* Problem requirements *
Look through the data below for the line with "pub fn for_source(source: LogSource)", and transcribe it exactly together with each line after it up to and including the line with "config file content.". Give nothing else.

-.-.-

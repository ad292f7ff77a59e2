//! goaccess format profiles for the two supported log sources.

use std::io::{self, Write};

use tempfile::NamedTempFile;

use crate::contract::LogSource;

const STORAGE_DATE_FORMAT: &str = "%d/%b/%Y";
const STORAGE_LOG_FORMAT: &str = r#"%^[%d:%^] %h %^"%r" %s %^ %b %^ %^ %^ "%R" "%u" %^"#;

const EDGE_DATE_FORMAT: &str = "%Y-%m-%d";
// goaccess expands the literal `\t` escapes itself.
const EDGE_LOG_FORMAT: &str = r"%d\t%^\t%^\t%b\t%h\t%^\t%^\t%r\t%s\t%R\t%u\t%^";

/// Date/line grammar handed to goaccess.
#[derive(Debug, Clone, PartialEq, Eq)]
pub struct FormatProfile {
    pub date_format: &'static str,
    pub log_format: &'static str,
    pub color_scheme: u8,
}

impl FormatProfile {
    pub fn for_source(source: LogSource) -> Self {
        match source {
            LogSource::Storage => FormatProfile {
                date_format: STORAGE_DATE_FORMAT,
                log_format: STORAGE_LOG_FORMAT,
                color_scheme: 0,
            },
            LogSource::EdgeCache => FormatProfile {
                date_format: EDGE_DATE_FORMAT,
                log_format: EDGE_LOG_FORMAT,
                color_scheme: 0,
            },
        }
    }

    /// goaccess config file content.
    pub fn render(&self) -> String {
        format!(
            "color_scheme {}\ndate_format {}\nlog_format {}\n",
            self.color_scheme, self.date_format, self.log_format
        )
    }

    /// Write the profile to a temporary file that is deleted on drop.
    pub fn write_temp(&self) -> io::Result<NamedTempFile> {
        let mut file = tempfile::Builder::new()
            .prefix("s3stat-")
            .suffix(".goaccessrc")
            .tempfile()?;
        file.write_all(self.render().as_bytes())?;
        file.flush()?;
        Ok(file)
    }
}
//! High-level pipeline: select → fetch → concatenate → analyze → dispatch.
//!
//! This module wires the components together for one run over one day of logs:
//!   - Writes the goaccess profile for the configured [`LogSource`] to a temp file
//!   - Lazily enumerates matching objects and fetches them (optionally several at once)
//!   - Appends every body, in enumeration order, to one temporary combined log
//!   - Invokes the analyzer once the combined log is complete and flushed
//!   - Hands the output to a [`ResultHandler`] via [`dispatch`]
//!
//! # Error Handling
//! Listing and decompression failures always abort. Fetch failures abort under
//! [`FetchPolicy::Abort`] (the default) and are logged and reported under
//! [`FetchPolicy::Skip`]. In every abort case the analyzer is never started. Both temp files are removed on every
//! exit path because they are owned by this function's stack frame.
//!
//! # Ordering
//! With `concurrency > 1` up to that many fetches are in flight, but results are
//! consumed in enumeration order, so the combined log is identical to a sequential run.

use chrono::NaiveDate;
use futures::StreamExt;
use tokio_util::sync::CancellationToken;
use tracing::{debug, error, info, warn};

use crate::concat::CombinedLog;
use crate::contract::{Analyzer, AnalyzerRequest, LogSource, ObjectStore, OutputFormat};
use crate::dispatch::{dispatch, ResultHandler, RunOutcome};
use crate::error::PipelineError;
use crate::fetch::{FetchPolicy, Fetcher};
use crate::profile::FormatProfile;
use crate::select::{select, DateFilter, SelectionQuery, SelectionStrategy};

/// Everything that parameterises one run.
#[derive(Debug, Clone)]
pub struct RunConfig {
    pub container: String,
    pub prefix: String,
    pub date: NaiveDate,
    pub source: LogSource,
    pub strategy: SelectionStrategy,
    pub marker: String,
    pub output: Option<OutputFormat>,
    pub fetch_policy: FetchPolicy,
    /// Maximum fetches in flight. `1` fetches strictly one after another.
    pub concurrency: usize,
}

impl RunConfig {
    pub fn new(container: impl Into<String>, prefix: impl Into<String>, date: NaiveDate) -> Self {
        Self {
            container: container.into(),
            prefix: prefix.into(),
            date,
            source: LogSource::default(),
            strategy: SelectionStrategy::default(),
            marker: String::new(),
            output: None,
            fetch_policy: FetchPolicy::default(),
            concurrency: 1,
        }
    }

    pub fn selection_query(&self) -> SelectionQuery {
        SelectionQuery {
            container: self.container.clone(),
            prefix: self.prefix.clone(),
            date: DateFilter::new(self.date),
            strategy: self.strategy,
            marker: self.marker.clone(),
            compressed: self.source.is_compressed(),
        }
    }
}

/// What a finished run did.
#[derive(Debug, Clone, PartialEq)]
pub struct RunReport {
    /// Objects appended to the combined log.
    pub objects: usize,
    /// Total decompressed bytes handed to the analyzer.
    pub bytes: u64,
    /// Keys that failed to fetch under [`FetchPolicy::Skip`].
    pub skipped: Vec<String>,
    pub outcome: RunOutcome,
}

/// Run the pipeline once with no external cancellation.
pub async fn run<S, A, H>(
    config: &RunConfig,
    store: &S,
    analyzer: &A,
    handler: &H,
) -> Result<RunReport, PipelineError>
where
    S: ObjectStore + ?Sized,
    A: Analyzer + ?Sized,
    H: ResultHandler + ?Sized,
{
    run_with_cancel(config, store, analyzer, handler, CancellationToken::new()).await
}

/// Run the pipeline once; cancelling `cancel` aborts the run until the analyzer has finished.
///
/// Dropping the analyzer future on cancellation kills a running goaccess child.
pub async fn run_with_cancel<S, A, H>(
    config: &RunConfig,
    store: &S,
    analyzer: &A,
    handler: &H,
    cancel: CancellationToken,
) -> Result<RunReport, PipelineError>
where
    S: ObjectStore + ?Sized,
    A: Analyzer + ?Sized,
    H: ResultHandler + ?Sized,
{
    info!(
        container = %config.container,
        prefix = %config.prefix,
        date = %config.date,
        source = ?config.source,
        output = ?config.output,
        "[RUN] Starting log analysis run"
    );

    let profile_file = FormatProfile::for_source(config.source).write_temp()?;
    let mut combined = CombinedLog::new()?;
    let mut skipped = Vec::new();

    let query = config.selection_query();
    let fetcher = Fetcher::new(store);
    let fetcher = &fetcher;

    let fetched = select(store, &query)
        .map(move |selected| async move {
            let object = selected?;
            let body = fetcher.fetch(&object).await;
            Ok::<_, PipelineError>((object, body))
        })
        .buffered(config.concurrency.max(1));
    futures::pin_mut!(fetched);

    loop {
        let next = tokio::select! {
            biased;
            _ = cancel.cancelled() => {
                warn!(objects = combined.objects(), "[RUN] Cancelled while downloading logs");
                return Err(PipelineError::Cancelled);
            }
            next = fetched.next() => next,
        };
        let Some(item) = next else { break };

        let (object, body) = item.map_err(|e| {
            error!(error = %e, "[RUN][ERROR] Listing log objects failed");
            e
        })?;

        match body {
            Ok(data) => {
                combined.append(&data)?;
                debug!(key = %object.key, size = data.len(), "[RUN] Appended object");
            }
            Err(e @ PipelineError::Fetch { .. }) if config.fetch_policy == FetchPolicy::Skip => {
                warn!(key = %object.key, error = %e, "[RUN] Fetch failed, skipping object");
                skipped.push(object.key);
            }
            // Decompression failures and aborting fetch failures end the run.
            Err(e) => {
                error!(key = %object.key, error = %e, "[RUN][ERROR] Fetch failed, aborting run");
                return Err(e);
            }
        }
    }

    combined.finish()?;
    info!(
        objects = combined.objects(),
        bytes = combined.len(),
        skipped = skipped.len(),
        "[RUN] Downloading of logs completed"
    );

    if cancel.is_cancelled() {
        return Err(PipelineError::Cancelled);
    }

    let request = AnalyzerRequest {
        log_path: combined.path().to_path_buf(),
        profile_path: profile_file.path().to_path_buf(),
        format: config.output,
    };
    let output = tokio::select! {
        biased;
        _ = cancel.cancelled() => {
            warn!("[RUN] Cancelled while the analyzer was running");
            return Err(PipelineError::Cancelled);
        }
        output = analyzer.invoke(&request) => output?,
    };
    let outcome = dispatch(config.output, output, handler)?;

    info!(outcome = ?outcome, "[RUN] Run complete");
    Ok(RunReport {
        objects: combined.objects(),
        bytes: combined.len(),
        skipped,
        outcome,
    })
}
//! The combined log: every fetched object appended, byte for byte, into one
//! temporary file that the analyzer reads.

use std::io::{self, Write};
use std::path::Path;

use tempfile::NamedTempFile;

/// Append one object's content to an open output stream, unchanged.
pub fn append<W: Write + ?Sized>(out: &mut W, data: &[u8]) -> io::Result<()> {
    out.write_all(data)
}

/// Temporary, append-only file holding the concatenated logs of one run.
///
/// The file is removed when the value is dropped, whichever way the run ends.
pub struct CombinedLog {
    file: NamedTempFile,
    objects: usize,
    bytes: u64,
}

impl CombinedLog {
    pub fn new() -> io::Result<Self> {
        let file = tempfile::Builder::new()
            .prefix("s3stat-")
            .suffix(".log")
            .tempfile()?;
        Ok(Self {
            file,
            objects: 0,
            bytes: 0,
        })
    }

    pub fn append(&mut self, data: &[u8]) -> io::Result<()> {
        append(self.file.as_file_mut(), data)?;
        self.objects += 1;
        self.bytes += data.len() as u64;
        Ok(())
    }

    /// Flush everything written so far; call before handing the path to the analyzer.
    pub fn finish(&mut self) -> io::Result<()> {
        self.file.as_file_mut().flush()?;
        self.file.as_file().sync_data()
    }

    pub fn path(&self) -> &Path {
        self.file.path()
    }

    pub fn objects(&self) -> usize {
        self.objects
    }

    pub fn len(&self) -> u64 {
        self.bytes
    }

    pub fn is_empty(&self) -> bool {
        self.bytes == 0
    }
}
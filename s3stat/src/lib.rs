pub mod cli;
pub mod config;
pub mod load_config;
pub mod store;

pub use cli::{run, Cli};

-.-.-

* Solution below *
    pub fn for_source(source: LogSource) -> Self {
        match source {
            LogSource::Storage => FormatProfile {
                date_format: STORAGE_DATE_FORMAT,
                log_format: STORAGE_LOG_FORMAT,
                color_scheme: 0,
            },
            LogSource::EdgeCache => FormatProfile {
                date_format: EDGE_DATE_FORMAT,
                log_format: EDGE_LOG_FORMAT,
                color_scheme: 0,
            },
        }
    }

    /// goaccess config file content.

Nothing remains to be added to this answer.